Hovercraft proposal on Clark Fork, Bitterroot hits turbulence

Hovercraft proposal on Clark Fork, Bitterroot hits turbulence


STEVENSVILLE — Jim Crews wants to take his 13-foot hovercraft for a ride on the Bitterroot and Clark Fork rivers, but he’s got some bureaucratic whitewater to navigate before that can occur.

The former mayor of this small town south of Missoula recently filed a petition with Montana Fish, Wildlife and Parks seeking rule changes that will allow him and others to use their crafts to hover on a cushion of air over water, ice and land, up and down the two rivers, propelled by a huge fan in the back.

His initial request seems simple. Motorized boats already are allowed on the Bitterroot and the section of the Clark Fork River that runs through Missoula, but only from Oct. 1 to Jan. 31. During that time, they’re also required to use motors that are 20 horsepower or less. The main reason for that rule, adopted in 2011, centers around the motors’ noise.

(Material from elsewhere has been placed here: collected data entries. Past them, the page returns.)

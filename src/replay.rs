//! Replay of a recorded envelope log through a [`MessageBroker`].
//!
//! A log written by one run (or another tool) carries its own identifiers.
//! [`Replay`] reconciles every `gherkinDocument` and `pickle` envelope
//! against this run's identifier generator before publishing, so documents
//! merged from several logs never share identifiers. Scenario and step
//! events follow their pickle's new identifiers.

use std::collections::HashMap;

use log::debug;
use tokio::io::{AsyncBufRead, AsyncBufReadExt};

use crate::{
    broker::MessageBroker,
    error::{Error, Result},
    ids::{IdMap, IdReconciler},
    messages::{Envelope, Pickle},
};

/// Reconciles identifiers of replayed envelopes, one document at a time.
#[derive(Debug)]
pub struct Replay {
    reconciler: IdReconciler,
    documents: HashMap<String, IdMap>,
    pickle_ids: HashMap<String, String>,
}

impl Replay {
    #[must_use]
    pub fn new(reconciler: IdReconciler) -> Self {
        Self {
            reconciler,
            documents: HashMap::new(),
            pickle_ids: HashMap::new(),
        }
    }

    /// Rewrite identifiers in `envelope` where needed.
    ///
    /// Pickles always receive fresh identifiers; their references into the
    /// document follow whatever the document reconciliation rewrote.
    pub fn prepare(&mut self, envelope: &mut Envelope) {
        match envelope {
            Envelope::GherkinDocument(document) => {
                let result = self.reconciler.reconcile_document(document);
                let uri = document.uri.clone().unwrap_or_default();
                self.documents.insert(uri, result.id_map);
            }
            Envelope::Pickle(pickle) => {
                let before = pickle_ids(pickle);
                let empty = IdMap::default();
                let id_map = self.documents.get(&pickle.uri).unwrap_or(&empty);
                self.reconciler
                    .reconcile_pickles(std::slice::from_mut(pickle), id_map);
                self.pickle_ids.extend(before.into_iter().zip(pickle_ids(pickle)));
            }
            Envelope::ScenarioStarted(started) => self.follow(&mut started.pickle_id),
            Envelope::StepStarted(started) => self.follow(&mut started.pickle_step_id),
            Envelope::StepFinished(finished) => self.follow(&mut finished.pickle_step_id),
            _ => {}
        }
    }

    fn follow(&self, id: &mut String) {
        if let Some(new) = self.pickle_ids.get(id.as_str()) {
            id.clone_from(new);
        }
    }

    /// Read NDJSON envelopes from `input` and publish each one.
    ///
    /// Blank lines are skipped. Returns the number of envelopes published.
    ///
    /// # Errors
    ///
    /// Fails on unreadable input, on a line that is not an envelope, and on
    /// configuration errors raised by the broker.
    pub async fn run<R>(&mut self, input: R, broker: &mut MessageBroker) -> Result<usize>
    where
        R: AsyncBufRead + Unpin,
    {
        let mut lines = input.lines();
        let mut line_number = 0;
        let mut published = 0;
        while let Some(line) = lines.next_line().await? {
            line_number += 1;
            if line.trim().is_empty() {
                continue;
            }
            let mut envelope: Envelope = serde_json::from_str(&line).map_err(|source| Error::Envelope {
                line: line_number,
                source,
            })?;
            self.prepare(&mut envelope);
            broker.publish(envelope).await?;
            published += 1;
        }
        debug!("replay finished: lines={line_number}, published={published}");
        Ok(published)
    }
}

fn pickle_ids(pickle: &Pickle) -> Vec<String> {
    std::iter::once(pickle.id())
        .chain(pickle.steps.iter().map(|step| step.id()))
        .map(str::to_owned)
        .collect()
}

Crews wants that restriction to be lifted because most hovercraft motors range from 29 to 100 horsepower, which is necessary to stay afloat. That power typically goes to twin engines, one of which provides lift on a cushion of air as the other powers the large fan on the back of the hovercraft.

While Crews’ petition just asks to be exempt from the 20 horsepower standard, his overall goal is broader: He wants anyone with hovercrafts to be able to take them on the Clark Fork and Bitterroot rivers throughout the year, even if it’s only one day a week. Already he takes these toys on Seeley and Swan lakes and Painted Rocks Reservoir, as well as other water bodies without restrictions on motorized uses.

“It doesn’t go any faster than a motor boat, and they’re safer on the river because you’re above rocks, rapids and weeds,” Crews said, adding that unlike traditional motors, hovercrafts don’t have any blades in the water that could harm fish, and don’t create wakes.

“We want to float from Petty Creek near Alberton to Harper’s Bridge or to Mill Creek. It would be great if we could go all the way to Darby, too,” Crews said over the purr of the hovercraft engine. “There’s only about” — he paused to count on his fingers — “about seven hovercraft in the state, so it’s not like we’re opening the floodgates.”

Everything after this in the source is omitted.